* [Dataset content]:
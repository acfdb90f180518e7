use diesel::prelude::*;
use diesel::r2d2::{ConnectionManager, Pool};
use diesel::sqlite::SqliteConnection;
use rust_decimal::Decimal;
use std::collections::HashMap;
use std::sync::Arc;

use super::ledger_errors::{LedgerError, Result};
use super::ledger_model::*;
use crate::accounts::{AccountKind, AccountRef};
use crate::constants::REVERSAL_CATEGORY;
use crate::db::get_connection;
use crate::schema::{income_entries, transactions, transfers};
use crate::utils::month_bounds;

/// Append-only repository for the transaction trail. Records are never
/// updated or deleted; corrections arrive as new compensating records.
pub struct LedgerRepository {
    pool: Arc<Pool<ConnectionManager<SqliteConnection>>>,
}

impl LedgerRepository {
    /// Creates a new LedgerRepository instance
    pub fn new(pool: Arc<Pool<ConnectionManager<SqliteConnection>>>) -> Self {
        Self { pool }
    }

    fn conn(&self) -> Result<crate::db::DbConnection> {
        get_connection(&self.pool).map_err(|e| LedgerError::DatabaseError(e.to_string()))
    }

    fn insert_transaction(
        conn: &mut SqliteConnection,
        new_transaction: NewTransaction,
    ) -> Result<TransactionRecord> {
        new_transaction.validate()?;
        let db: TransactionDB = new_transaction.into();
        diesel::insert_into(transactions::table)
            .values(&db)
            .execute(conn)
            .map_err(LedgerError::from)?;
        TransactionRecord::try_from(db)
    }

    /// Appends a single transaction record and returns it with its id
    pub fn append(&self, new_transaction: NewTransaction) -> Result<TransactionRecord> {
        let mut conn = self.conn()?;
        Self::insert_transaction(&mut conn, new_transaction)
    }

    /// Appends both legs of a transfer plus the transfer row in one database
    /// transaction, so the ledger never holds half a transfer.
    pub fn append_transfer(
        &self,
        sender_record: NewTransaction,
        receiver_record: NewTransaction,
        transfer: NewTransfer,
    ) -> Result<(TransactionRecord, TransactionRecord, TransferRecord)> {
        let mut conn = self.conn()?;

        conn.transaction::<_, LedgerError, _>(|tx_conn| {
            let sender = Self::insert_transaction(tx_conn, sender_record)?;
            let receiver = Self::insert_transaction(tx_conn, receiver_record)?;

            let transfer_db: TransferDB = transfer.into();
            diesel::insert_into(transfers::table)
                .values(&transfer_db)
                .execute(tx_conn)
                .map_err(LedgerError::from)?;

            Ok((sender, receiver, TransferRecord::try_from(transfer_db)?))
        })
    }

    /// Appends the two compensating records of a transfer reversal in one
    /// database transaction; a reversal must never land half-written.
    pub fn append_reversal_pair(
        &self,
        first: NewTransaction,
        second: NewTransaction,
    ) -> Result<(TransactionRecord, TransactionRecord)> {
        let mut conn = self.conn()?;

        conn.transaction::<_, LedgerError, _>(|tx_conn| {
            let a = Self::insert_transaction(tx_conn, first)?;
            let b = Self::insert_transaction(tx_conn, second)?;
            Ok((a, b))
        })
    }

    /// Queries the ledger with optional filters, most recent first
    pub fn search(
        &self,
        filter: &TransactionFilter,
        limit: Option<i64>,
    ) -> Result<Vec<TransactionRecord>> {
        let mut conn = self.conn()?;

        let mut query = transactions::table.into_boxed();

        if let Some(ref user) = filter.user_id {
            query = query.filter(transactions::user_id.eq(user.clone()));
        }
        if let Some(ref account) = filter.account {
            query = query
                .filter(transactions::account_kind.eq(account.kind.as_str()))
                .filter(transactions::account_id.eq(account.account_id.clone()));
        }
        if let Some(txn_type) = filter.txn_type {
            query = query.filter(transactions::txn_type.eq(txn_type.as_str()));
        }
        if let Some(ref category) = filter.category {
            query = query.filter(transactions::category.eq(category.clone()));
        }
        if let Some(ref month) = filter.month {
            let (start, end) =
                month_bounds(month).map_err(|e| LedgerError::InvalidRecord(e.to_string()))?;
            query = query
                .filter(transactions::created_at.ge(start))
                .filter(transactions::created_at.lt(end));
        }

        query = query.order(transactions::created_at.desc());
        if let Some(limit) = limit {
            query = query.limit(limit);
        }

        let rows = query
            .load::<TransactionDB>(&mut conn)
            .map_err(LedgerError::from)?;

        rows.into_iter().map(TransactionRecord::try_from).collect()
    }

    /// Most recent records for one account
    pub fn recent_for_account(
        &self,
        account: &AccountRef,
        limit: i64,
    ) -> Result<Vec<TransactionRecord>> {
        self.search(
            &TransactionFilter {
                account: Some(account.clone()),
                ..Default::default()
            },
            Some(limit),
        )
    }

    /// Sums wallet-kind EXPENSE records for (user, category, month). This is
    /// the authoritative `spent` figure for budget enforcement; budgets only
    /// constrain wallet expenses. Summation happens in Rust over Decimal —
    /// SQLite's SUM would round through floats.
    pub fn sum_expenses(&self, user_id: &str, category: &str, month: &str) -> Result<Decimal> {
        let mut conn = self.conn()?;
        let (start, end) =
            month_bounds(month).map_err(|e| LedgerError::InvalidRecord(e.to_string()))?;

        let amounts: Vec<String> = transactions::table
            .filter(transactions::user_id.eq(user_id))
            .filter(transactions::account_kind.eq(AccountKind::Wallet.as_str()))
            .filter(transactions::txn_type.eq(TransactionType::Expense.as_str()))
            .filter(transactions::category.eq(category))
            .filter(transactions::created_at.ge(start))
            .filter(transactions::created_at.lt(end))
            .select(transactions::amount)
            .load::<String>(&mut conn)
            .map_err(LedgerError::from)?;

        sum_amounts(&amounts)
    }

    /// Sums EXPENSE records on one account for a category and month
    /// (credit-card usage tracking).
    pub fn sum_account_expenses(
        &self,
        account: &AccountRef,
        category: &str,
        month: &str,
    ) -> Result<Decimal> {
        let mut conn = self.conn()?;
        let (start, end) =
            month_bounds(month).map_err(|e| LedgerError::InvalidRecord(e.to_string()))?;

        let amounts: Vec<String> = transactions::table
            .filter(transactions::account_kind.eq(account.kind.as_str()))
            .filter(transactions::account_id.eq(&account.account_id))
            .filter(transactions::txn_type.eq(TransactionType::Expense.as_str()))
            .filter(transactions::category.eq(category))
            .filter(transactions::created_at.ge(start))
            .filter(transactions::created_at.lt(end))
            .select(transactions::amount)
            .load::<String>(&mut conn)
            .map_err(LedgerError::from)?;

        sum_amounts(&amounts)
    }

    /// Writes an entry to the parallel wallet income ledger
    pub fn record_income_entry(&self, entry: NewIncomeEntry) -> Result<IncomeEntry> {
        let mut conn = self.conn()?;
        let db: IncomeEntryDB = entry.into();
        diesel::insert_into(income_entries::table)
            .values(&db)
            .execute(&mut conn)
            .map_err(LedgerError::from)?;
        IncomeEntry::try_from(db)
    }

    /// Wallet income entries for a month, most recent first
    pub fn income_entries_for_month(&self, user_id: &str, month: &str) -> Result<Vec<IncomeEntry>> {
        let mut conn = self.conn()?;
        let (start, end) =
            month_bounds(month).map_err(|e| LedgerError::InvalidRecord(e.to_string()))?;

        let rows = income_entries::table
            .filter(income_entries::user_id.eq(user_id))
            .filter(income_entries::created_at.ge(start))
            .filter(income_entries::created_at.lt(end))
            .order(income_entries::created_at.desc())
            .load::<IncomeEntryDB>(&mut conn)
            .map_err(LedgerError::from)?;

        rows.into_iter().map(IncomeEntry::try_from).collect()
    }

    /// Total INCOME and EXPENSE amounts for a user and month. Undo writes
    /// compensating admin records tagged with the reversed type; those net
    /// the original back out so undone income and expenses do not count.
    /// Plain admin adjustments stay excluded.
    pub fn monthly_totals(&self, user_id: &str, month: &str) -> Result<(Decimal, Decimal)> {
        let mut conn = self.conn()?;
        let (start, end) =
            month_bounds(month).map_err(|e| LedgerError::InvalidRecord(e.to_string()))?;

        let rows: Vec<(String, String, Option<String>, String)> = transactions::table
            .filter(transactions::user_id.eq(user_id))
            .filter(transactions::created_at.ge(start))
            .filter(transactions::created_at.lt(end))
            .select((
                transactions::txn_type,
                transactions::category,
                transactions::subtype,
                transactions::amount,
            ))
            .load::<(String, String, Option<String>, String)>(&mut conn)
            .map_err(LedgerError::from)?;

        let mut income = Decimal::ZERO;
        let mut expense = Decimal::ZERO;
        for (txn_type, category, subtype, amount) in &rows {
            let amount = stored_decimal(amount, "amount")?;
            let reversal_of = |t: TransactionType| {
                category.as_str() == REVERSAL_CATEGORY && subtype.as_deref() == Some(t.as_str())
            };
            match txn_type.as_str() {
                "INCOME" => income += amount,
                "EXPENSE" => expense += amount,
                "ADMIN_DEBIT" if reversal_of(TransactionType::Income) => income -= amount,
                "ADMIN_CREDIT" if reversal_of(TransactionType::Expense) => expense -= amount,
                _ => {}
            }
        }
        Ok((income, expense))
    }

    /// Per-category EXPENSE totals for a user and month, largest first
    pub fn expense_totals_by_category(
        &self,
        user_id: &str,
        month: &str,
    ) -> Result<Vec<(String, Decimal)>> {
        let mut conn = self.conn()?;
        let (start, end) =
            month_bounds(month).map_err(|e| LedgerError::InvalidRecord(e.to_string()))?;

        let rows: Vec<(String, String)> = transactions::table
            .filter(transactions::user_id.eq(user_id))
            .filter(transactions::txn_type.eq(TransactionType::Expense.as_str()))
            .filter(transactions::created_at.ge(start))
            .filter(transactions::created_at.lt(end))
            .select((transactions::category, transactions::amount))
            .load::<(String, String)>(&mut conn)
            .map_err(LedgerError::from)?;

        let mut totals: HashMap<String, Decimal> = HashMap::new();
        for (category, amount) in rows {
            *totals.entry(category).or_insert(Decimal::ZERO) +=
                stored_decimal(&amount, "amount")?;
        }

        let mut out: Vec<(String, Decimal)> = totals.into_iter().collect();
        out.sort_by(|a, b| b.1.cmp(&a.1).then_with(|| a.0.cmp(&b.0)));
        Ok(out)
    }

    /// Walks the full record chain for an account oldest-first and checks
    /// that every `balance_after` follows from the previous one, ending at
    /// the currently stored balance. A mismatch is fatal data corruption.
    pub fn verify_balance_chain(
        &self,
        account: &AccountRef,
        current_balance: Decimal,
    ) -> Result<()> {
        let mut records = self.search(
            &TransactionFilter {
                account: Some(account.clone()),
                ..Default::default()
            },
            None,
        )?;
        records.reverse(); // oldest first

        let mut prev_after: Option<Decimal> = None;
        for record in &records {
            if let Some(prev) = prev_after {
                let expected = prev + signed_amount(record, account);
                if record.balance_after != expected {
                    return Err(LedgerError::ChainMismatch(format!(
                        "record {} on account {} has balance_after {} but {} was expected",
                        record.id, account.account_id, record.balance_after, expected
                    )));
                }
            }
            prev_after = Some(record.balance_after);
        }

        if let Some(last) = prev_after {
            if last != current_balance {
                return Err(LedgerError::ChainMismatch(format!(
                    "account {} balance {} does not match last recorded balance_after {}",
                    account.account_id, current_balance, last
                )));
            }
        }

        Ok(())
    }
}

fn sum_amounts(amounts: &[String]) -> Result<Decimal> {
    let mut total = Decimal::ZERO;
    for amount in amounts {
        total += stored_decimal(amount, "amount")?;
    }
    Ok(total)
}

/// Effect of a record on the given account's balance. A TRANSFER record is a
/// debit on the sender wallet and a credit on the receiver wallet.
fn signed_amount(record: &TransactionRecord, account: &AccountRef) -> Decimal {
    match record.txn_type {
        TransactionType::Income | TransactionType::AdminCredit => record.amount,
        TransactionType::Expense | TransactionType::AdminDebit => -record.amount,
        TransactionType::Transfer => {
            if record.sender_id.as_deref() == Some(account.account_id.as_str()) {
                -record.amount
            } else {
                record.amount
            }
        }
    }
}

* [Your goal]:
Gather each line of the records holding the string "expected".

* [Your solution]:
                let expected = prev + signed_amount(record, account);
                if record.balance_after != expected {
                        "record {} on account {} has balance_after {} but {} was expected",
                        record.id, account.account_id, record.balance_after, expected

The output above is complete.